◆ **Problem to work on**
Would you transcribe word for word every line from the one containing "becomes one document" to the end of the data, both ends included, and leave out the rest?

◆ **Stored data**

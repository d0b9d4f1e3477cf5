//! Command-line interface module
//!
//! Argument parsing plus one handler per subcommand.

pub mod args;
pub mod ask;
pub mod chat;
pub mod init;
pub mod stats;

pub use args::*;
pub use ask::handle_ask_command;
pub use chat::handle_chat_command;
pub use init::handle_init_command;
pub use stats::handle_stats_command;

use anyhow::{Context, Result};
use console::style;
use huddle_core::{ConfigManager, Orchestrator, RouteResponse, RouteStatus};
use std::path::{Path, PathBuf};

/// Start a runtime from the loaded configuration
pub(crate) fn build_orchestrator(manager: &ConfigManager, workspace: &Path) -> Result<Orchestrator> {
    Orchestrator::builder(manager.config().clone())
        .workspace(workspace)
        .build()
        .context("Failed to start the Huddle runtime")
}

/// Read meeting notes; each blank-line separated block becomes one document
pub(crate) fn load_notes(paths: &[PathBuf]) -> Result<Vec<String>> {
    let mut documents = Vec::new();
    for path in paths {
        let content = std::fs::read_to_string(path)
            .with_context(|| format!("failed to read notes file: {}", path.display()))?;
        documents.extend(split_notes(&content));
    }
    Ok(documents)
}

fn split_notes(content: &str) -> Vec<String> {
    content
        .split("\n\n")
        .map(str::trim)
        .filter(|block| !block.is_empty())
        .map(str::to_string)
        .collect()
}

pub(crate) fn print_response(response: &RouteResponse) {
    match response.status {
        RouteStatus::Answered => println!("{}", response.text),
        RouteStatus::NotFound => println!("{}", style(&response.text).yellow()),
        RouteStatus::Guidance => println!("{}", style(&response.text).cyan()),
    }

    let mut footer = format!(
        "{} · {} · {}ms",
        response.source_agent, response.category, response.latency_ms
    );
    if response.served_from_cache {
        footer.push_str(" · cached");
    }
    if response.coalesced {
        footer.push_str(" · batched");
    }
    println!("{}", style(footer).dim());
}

◆ **Solution for this problem**
/// Read meeting notes; each blank-line separated block becomes one document
pub(crate) fn load_notes(paths: &[PathBuf]) -> Result<Vec<String>> {
    let mut documents = Vec::new();
    for path in paths {
        let content = std::fs::read_to_string(path)
            .with_context(|| format!("failed to read notes file: {}", path.display()))?;
        documents.extend(split_notes(&content));
    }
    Ok(documents)
}

fn split_notes(content: &str) -> Vec<String> {
    content
        .split("\n\n")
        .map(str::trim)
        .filter(|block| !block.is_empty())
        .map(str::to_string)
        .collect()
}

pub(crate) fn print_response(response: &RouteResponse) {
    match response.status {
        RouteStatus::Answered => println!("{}", response.text),
        RouteStatus::NotFound => println!("{}", style(&response.text).yellow()),
        RouteStatus::Guidance => println!("{}", style(&response.text).cyan()),
    }

    let mut footer = format!(
        "{} · {} · {}ms",
        response.source_agent, response.category, response.latency_ms
    );
    if response.served_from_cache {
        footer.push_str(" · cached");
    }
    if response.coalesced {
        footer.push_str(" · batched");
    }
    println!("{}", style(footer).dim());
}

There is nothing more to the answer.